Social change refers to an alteration in the social order of a society. Social change may include changes in nature[disambiguation needed], social institutions, social behaviours, or social relations.

Definition

Social change may refer to the notion of social progress or sociocultural evolution, the philosophical idea that society moves forward by dialectical or evolutionary means. It may refer to a paradigmatic change in the socio-economic structure, for instance a shift away from feudalism and towards capitalism. Accordingly, it may also refer to social revolution, such as the Socialist revolution presented in Marxism, or to other social movements, such as Women's suffrage or the Civil rights movement. Social change may be driven by cultural, religious, economic, scientific or technological forces. Developmental psychology can play a role in social change.

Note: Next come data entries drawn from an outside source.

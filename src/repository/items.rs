//! Items repository for database operations

use sqlx::{Pool, Postgres};

use crate::{
    error::{AppError, AppResult},
    models::item::{CreateItem, Item},
};

#[derive(Clone)]
pub struct ItemsRepository {
    pool: Pool<Postgres>,
}

impl ItemsRepository {
    pub fn new(pool: Pool<Postgres>) -> Self {
        Self { pool }
    }

    /// Get item by ID
    pub async fn get_by_id(&self, id: i64) -> AppResult<Item> {
        sqlx::query_as::<_, Item>("SELECT * FROM items WHERE id = $1")
            .bind(id)
            .fetch_optional(&self.pool)
            .await?
            .ok_or_else(|| AppError::NotFound(format!("Item with id {} not found", id)))
    }

    /// Get all items of an owner
    pub async fn find_by_owner(&self, owner_id: i64) -> AppResult<Vec<Item>> {
        let items =
            sqlx::query_as::<_, Item>("SELECT * FROM items WHERE owner_id = $1 ORDER BY id")
                .bind(owner_id)
                .fetch_all(&self.pool)
                .await?;

        Ok(items)
    }

    /// Create a new item
    pub async fn create(
        &self,
        owner_id: i64,
        item: &CreateItem,
        request_id: Option<i64>,
    ) -> AppResult<Item> {
        sqlx::query_as::<_, Item>(
            r#"
            INSERT INTO items (name, description, available, owner_id, request_id)
            VALUES ($1, $2, $3, $4, $5)
            RETURNING id, name, description, available, owner_id, request_id
            "#,
        )
        .bind(&item.name)
        .bind(&item.description)
        .bind(item.available)
        .bind(owner_id)
        .bind(request_id)
        .fetch_one(&self.pool)
        .await
        .map_err(AppError::Database)
    }

    /// Persist an updated item. Owner and originating request are immutable.
    pub async fn update(&self, item: &Item) -> AppResult<Item> {
        sqlx::query("UPDATE items SET name = $1, description = $2, available = $3 WHERE id = $4")
            .bind(&item.name)
            .bind(&item.description)
            .bind(item.available)
            .bind(item.id)
            .execute(&self.pool)
            .await?;

        Ok(item.clone())
    }

    /// Case-insensitive substring search over name and description,
    /// available items only
    pub async fn search(&self, text: &str) -> AppResult<Vec<Item>> {
        let pattern = format!("%{}%", text);

        let items = sqlx::query_as::<_, Item>(
            r#"
            SELECT * FROM items
            WHERE available = TRUE
              AND (name ILIKE $1 OR description ILIKE $1)
            ORDER BY id
            "#,
        )
        .bind(&pattern)
        .fetch_all(&self.pool)
        .await?;

        Ok(items)
    }
}
//! Booking lifecycle endpoints

use axum::{
    extract::{Path, Query, State},
    http::StatusCode,
    Json,
};
use serde::Deserialize;

use crate::{
    error::{AppError, AppResult},
    models::booking::{BookingDetails, BookingState, CreateBooking},
    repository::bookings::BookingRole,
};

use super::SharerId;

#[derive(Deserialize)]
pub struct DecisionQuery {
    pub approved: bool,
}

#[derive(Deserialize)]
pub struct StateQuery {
    pub state: Option<String>,
}

impl StateQuery {
    /// Parse the state filter, defaulting to ALL
    fn booking_state(&self) -> AppResult<BookingState> {
        match self.state {
            Some(ref s) => s.parse().map_err(AppError::Validation),
            None => Ok(BookingState::All),
        }
    }
}

/// Request to book an item for a time window
#[utoipa::path(
    post,
    path = "/bookings",
    tag = "bookings",
    params(
        ("X-Sharer-User-Id" = i64, Header, description = "Booker user ID")
    ),
    request_body = CreateBooking,
    responses(
        (status = 201, description = "Booking created in WAITING state", body = BookingDetails),
        (status = 400, description = "Invalid window, unavailable item or self-booking"),
        (status = 404, description = "Booker or item not found"),
        (status = 409, description = "Window overlaps an approved booking")
    )
)]
pub async fn create_booking(
    State(state): State<crate::AppState>,
    SharerId(booker_id): SharerId,
    Json(request): Json<CreateBooking>,
) -> AppResult<(StatusCode, Json<BookingDetails>)> {
    let booking = state
        .services
        .bookings
        .create_booking(booker_id, request)
        .await?;
    Ok((StatusCode::CREATED, Json(booking)))
}

/// Approve or reject a waiting booking (item owner only)
#[utoipa::path(
    patch,
    path = "/bookings/{id}",
    tag = "bookings",
    params(
        ("id" = i64, Path, description = "Booking ID"),
        ("approved" = bool, Query, description = "true to approve, false to reject"),
        ("X-Sharer-User-Id" = i64, Header, description = "Owner user ID")
    ),
    responses(
        (status = 200, description = "Booking decided", body = BookingDetails),
        (status = 400, description = "Booking already decided"),
        (status = 403, description = "Caller does not own the item"),
        (status = 404, description = "Booking not found"),
        (status = 409, description = "Approval would overlap another approved booking")
    )
)]
pub async fn decide_booking(
    State(state): State<crate::AppState>,
    SharerId(owner_id): SharerId,
    Path(id): Path<i64>,
    Query(query): Query<DecisionQuery>,
) -> AppResult<Json<BookingDetails>> {
    let booking = state
        .services
        .bookings
        .decide(owner_id, id, query.approved)
        .await?;
    Ok(Json(booking))
}

/// Cancel a waiting or approved booking (booker only)
#[utoipa::path(
    patch,
    path = "/bookings/{id}/cancel",
    tag = "bookings",
    params(
        ("id" = i64, Path, description = "Booking ID"),
        ("X-Sharer-User-Id" = i64, Header, description = "Booker user ID")
    ),
    responses(
        (status = 200, description = "Booking canceled", body = BookingDetails),
        (status = 400, description = "Booking is in a terminal state"),
        (status = 403, description = "Caller is not the booker"),
        (status = 404, description = "Booking not found")
    )
)]
pub async fn cancel_booking(
    State(state): State<crate::AppState>,
    SharerId(booker_id): SharerId,
    Path(id): Path<i64>,
) -> AppResult<Json<BookingDetails>> {
    let booking = state.services.bookings.cancel(booker_id, id).await?;
    Ok(Json(booking))
}

/// Get a booking (booker or item owner only)
#[utoipa::path(
    get,
    path = "/bookings/{id}",
    tag = "bookings",
    params(
        ("id" = i64, Path, description = "Booking ID"),
        ("X-Sharer-User-Id" = i64, Header, description = "Viewer user ID")
    ),
    responses(
        (status = 200, description = "Booking details", body = BookingDetails),
        (status = 403, description = "Caller is neither booker nor owner"),
        (status = 404, description = "Booking not found")
    )
)]
pub async fn get_booking(
    State(state): State<crate::AppState>,
    SharerId(viewer_id): SharerId,
    Path(id): Path<i64>,
) -> AppResult<Json<BookingDetails>> {
    let booking = state.services.bookings.get_booking(viewer_id, id).await?;
    Ok(Json(booking))
}

/// List the caller's bookings as booker, newest start first
#[utoipa::path(
    get,
    path = "/bookings",
    tag = "bookings",
    params(
        ("state" = Option<String>, Query, description = "ALL | CURRENT | PAST | FUTURE | WAITING | REJECTED"),
        ("X-Sharer-User-Id" = i64, Header, description = "Booker user ID")
    ),
    responses(
        (status = 200, description = "Bookings made by the caller", body = Vec<BookingDetails>),
        (status = 400, description = "Unknown state filter"),
        (status = 404, description = "User not found")
    )
)]
pub async fn list_bookings(
    State(state): State<crate::AppState>,
    SharerId(booker_id): SharerId,
    Query(query): Query<StateQuery>,
) -> AppResult<Json<Vec<BookingDetails>>> {
    let filter = query.booking_state()?;
    let bookings = state
        .services
        .bookings
        .list_bookings(booker_id, BookingRole::Booker, filter)
        .await?;
    Ok(Json(bookings))
}

/// List bookings on the caller's items, newest start first
#[utoipa::path(
    get,
    path = "/bookings/owner",
    tag = "bookings",
    params(
        ("state" = Option<String>, Query, description = "ALL | CURRENT | PAST | FUTURE | WAITING | REJECTED"),
        ("X-Sharer-User-Id" = i64, Header, description = "Owner user ID")
    ),
    responses(
        (status = 200, description = "Bookings on the caller's items", body = Vec<BookingDetails>),
        (status = 400, description = "Unknown state filter"),
        (status = 404, description = "User not found")
    )
)]
pub async fn list_owner_bookings(
    State(state): State<crate::AppState>,
    SharerId(owner_id): SharerId,
    Query(query): Query<StateQuery>,
) -> AppResult<Json<Vec<BookingDetails>>> {
    let filter = query.booking_state()?;
    let bookings = state
        .services
        .bookings
        .list_bookings(owner_id, BookingRole::Owner, filter)
        .await?;
    Ok(Json(bookings))
}
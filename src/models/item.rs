//! Item model and related types

use serde::{Deserialize, Serialize};
use sqlx::FromRow;
use utoipa::ToSchema;
use validator::Validate;

use super::booking::BookingWindow;
use super::comment::CommentDetails;

/// Item model from database
#[derive(Debug, Clone, Serialize, Deserialize, FromRow, ToSchema)]
pub struct Item {
    pub id: i64,
    pub name: String,
    pub description: String,
    /// Owner-controlled "listed" flag, independent of booking state
    pub available: bool,
    pub owner_id: i64,
    pub request_id: Option<i64>,
}

/// Short item reference embedded in booking views
#[derive(Debug, Clone, Serialize, FromRow, ToSchema)]
pub struct ItemShort {
    pub id: i64,
    pub name: String,
}

/// Item with booking window and comments, for detail views
#[derive(Debug, Clone, Serialize, ToSchema)]
pub struct ItemDetails {
    #[serde(flatten)]
    pub item: Item,
    pub last_booking: Option<chrono::DateTime<chrono::Utc>>,
    pub next_booking: Option<chrono::DateTime<chrono::Utc>>,
    pub comments: Vec<CommentDetails>,
}

impl ItemDetails {
    pub fn new(item: Item, window: BookingWindow, comments: Vec<CommentDetails>) -> Self {
        Self {
            item,
            last_booking: window.last_booking,
            next_booking: window.next_booking,
            comments,
        }
    }
}

/// Create item request
#[derive(Debug, Clone, Deserialize, Validate, ToSchema)]
pub struct CreateItem {
    #[validate(length(min = 1, message = "name must not be blank"))]
    pub name: String,
    #[validate(length(min = 1, message = "description must not be blank"))]
    pub description: String,
    pub available: bool,
    /// Request this item answers, if any
    pub request_id: Option<i64>,
}

/// Partial item update, owner only. Omitted fields are left untouched.
#[derive(Debug, Clone, Default, Deserialize, Validate, ToSchema)]
pub struct UpdateItem {
    #[validate(length(min = 1, message = "name must not be blank"))]
    pub name: Option<String>,
    #[validate(length(min = 1, message = "description must not be blank"))]
    pub description: Option<String>,
    pub available: Option<bool>,
}

impl UpdateItem {
    /// Apply the patch to an existing item
    pub fn apply(&self, item: &mut Item) {
        if let Some(ref name) = self.name {
            item.name = name.clone();
        }
        if let Some(ref description) = self.description {
            item.description = description.clone();
        }
        if let Some(available) = self.available {
            item.available = available;
        }
    }
}

#[cfg(test)]
mod tests {
    use super::*;

    fn item() -> Item {
        Item {
            id: 3,
            name: "Drill".to_string(),
            description: "Cordless drill".to_string(),
            available: true,
            owner_id: 1,
            request_id: None,
        }
    }

    #[test]
    fn patch_flips_availability_without_touching_text() {
        let mut it = item();
        let patch = UpdateItem {
            available: Some(false),
            ..Default::default()
        };
        patch.apply(&mut it);

        assert!(!it.available);
        assert_eq!(it.name, "Drill");
        assert_eq!(it.description, "Cordless drill");
    }

    #[test]
    fn patch_never_changes_owner() {
        let mut it = item();
        let patch = UpdateItem {
            name: Some("Hammer drill".to_string()),
            description: Some("SDS drill".to_string()),
            available: Some(true),
        };
        patch.apply(&mut it);

        assert_eq!(it.owner_id, 1);
        assert_eq!(it.name, "Hammer drill");
    }
}
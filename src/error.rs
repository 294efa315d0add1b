//! Error types for ShareIt server

use axum::{
    http::StatusCode,
    response::{IntoResponse, Response},
    Json,
};
use serde::Serialize;
use thiserror::Error;

/// Main application error type
#[derive(Error, Debug)]
pub enum AppError {
    #[error("Not found: {0}")]
    NotFound(String),

    #[error("Forbidden: {0}")]
    Forbidden(String),

    #[error("Validation error: {0}")]
    Validation(String),

    #[error("Conflict: {0}")]
    Conflict(String),

    #[error("Bad request: {0}")]
    BadRequest(String),

    #[error("Database error: {0}")]
    Database(#[from] sqlx::Error),

    #[error("Internal server error: {0}")]
    Internal(String),
}

impl AppError {
    /// Wrap a sqlx error, translating unique-constraint violations into a
    /// domain conflict (used for the email uniqueness index).
    pub fn from_sqlx(err: sqlx::Error, conflict_message: &str) -> Self {
        match &err {
            sqlx::Error::Database(db) if db.is_unique_violation() => {
                AppError::Conflict(conflict_message.to_string())
            }
            _ => AppError::Database(err),
        }
    }
}

/// Error response body
#[derive(Serialize, utoipa::ToSchema)]
pub struct ErrorResponse {
    pub error: String,
    pub message: String,
}

impl IntoResponse for AppError {
    fn into_response(self) -> Response {
        let (status, error, message) = match &self {
            AppError::NotFound(msg) => (StatusCode::NOT_FOUND, "NotFound", msg.clone()),
            AppError::Forbidden(msg) => (StatusCode::FORBIDDEN, "Forbidden", msg.clone()),
            AppError::Validation(msg) => (StatusCode::BAD_REQUEST, "Validation", msg.clone()),
            AppError::Conflict(msg) => (StatusCode::CONFLICT, "Conflict", msg.clone()),
            AppError::BadRequest(msg) => (StatusCode::BAD_REQUEST, "BadRequest", msg.clone()),
            AppError::Database(e) => {
                tracing::error!("Database error: {:?}", e);
                (
                    StatusCode::INTERNAL_SERVER_ERROR,
                    "Database",
                    "Database error".to_string(),
                )
            }
            AppError::Internal(msg) => {
                tracing::error!("Internal error: {}", msg);
                (
                    StatusCode::INTERNAL_SERVER_ERROR,
                    "Internal",
                    "Internal server error".to_string(),
                )
            }
        };

        let body = Json(ErrorResponse {
            error: error.to_string(),
            message,
        });

        (status, body).into_response()
    }
}

/// Result type alias for application operations
pub type AppResult<T> = Result<T, AppError>;
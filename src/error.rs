//! Error types for the collector.
//!
//! Each concern gets its own enum so callers can pick a policy per failure
//! class: fetch failures stop pagination, timestamp failures drop a single
//! record, criteria failures reject the run before any request is made.

use thiserror::Error;

/// Failure of a single search request.
#[derive(Debug, Error)]
pub enum FetchError {
    /// The request never produced a response (DNS, TLS, timeout, ...).
    #[error("search request failed: {0}")]
    Transport(#[from] reqwest::Error),

    /// The API answered with a non-success status.
    #[error("search API returned status {status}: {body}")]
    Status { status: u16, body: String },

    /// The body was not the expected JSON document.
    #[error("failed to decode search response: {0}")]
    Decode(#[from] serde_json::Error),

    /// The configured base URL could not be turned into an endpoint.
    #[error("invalid search endpoint: {0}")]
    InvalidUrl(#[from] url::ParseError),
}

/// A publication timestamp that does not match the API's fixed format.
#[derive(Debug, Error)]
#[error("unparseable publication timestamp '{raw}': {source}")]
pub struct ParseError {
    pub raw: String,
    #[source]
    pub source: chrono::ParseError,
}

/// Rejected search criteria.
#[derive(Debug, Error, PartialEq, Eq)]
pub enum CriteriaError {
    #[error("start date {start} is after end date {end}")]
    InvertedWindow {
        start: chrono::NaiveDate,
        end: chrono::NaiveDate,
    },

    #[error("page size {0} is outside 1..={max}", max = crate::models::MAX_PAGE_SIZE)]
    PageSize(usize),

    #[error("search query is empty")]
    EmptyQuery,
}

/// Failure while writing the tabular export.
#[derive(Debug, Error)]
pub enum ExportError {
    #[error("IO error: {0}")]
    Io(#[from] std::io::Error),

    #[error("CSV serialization failed: {0}")]
    Csv(#[from] csv::Error),

    #[error("failed to flush CSV buffer: {0}")]
    Buffer(String),
}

Prominent theories of social change

Change comes from two sources. One source is random or unique factors such as climate, weather, or the presence of specific groups of people. Another source is systematic factors. For example, successful development has the same general requirements, such as a stable and flexible government, enough free and available resources, and a diverse social organization of society. On the whole, social change is usually a combination of systematic factors along with some random or unique factors.[1]

There are many theories of social change. Generally, a theory of change should include elements such as structural aspects of change (like population shifts), processes and mechanisms of social change, and directions of change.[2]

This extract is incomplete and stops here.